[Extracted data — start]

#[tokio::test]
async fn e2e_delegation_is_attributed_to_the_delegate() {
    let mut b = board(
        executive_roster(),
        WorkflowCatalog::default(),
        OrchestratorConfig::default(),
        ScriptedCompletion::texts(&[
            &pick("ceo-agent", "Get the release verified."),
            r#"QA should check this. TOOL: delegate {"agent": "qa-agent", "instruction": "Run the smoke tests."}"#,
            "Smoke tests pass.",
            TERMINATE_JSON,
        ]),
    );
    let mut rx = b.events.subscribe();
    let mut session = Session::new("Ship the release").with_agents(["ceo-agent", "cto-agent"]);

    b.driver.run(&mut session).await.unwrap();

    // The shared history shows the delegator's turn and the attributed result,
    // never a message under the delegate's name
    assert!(session.history.iter().all(|m| m.speaker_id != "qa-agent"));
    assert!(session.history.iter().any(|m| m.speaker_id == "ceo-agent"));
    assert!(session.history.iter().any(|m| m.is_system()
        && m.content == "Tool Result (delegate): [Delegated to QA Lead (qa-agent)]: Smoke tests pass."));
    assert_eq!(
        session.ledger.get("ceo-agent"),
        Some(&LastAction::Delegated {
            target: "qa-agent".into()
        })
    );

    // The delegate kept its own memory of the exchange
    let qa_memory = b.stores.memory.get("qa-agent", "acme").await.unwrap();
    assert_eq!(qa_memory.len(), 2);
    assert_eq!(qa_memory[0].content, "Run the smoke tests.");

    let delegated = drain(&mut rx).into_iter().any(|e| {
        matches!(e.as_ref(), DomainEvent::DelegationCompleted { from_agent, to_agent, .. }
            if from_agent == "ceo-agent" && to_agent == "qa-agent")
    });
    assert!(delegated);
}

#[tokio::test]
async fn e2e_delegated_turn_stays_in_the_delegates_memory() {
    let mut b = board(
        executive_roster(),
        WorkflowCatalog::default(),
        OrchestratorConfig::default(),
        ScriptedCompletion::texts(&[
            &pick("qa-agent", "Plan tests."),
            "Test plan drafted.",
            &pick("ceo-agent", "Get the release verified."),
            r#"TOOL: delegate {"agent": "qa-agent", "instruction": "Run the smoke tests."}"#,
            "Smoke tests pass.",
            &pick("qa-agent", "Report."),
            "Reporting.",
            TERMINATE_JSON,
        ]),
    );
    let mut session = Session::new("Ship the release").with_agents(["ceo-agent", "qa-agent"]);

    b.driver.run(&mut session).await.unwrap();
    assert_eq!(b.completion.calls(), 8);

    let qa_memory = b.stores.memory.get("qa-agent", "acme").await.unwrap();
    let contents: Vec<&str> = qa_memory.iter().map(|m| m.content.as_str()).collect();
    assert_eq!(contents.len(), 6);
    assert_eq!(contents[1], "Test plan drafted.");
    assert_eq!(contents[2..4], ["Run the smoke tests.", "Smoke tests pass."]);
    assert_eq!(contents[5], "Reporting.");

    // The later turn's prompt already included the delegated exchange
    let last_qa_request = b.completion.request(6);
    assert!(last_qa_request.messages.iter().any(|m| m.content == "Smoke tests pass."));
}

#[tokio::test]
async fn e2e_talker_is_rerouted_to_someone_who_acts() {
    let mut b = board(
        executive_roster(),
        WorkflowCatalog::default(),
        OrchestratorConfig::default(),
        ScriptedCompletion::texts(&[
            &pick("ceo-agent", "Kick off."),
            "I think we should plan carefully.",
            &pick("ceo-agent", "Keep going."),
            r#"TOOL: write_file {"path": "plan.md", "content": "1. Build"}"#,
            TERMINATE_JSON,
        ]),
    );
    let mut session = Session::new("Plan the quarter").with_agents(["ceo-agent", "cto-agent"]);

    b.driver.run(&mut session).await.unwrap();

    let speakers: Vec<&str> = session
        .history
        .iter()
        .filter(|m| m.is_agent())
        .map(|m| m.speaker_id.as_str())
        .collect();
    assert_eq!(speakers, vec!["ceo-agent", "cto-agent"]);

    let cto_request = b.completion.request(3);
    let prompt = &cto_request.messages.last().unwrap().content;
    assert!(prompt.contains(ACTION_DEMAND));
    let paths = b.stores.artifacts.list("acme").await.unwrap();
    assert_eq!(paths, vec!["plan.md".to_string()]);
}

[Extracted data — finish]

Exercise => Wherever a line in the entries holds "contents", copy that line.

Answer to the exercise =>
    let contents: Vec<&str> = qa_memory.iter().map(|m| m.content.as_str()).collect();
    assert_eq!(contents.len(), 6);
    assert_eq!(contents[1], "Test plan drafted.");
    assert_eq!(contents[2..4], ["Run the smoke tests.", "Smoke tests pass."]);
    assert_eq!(contents[5], "Reporting.");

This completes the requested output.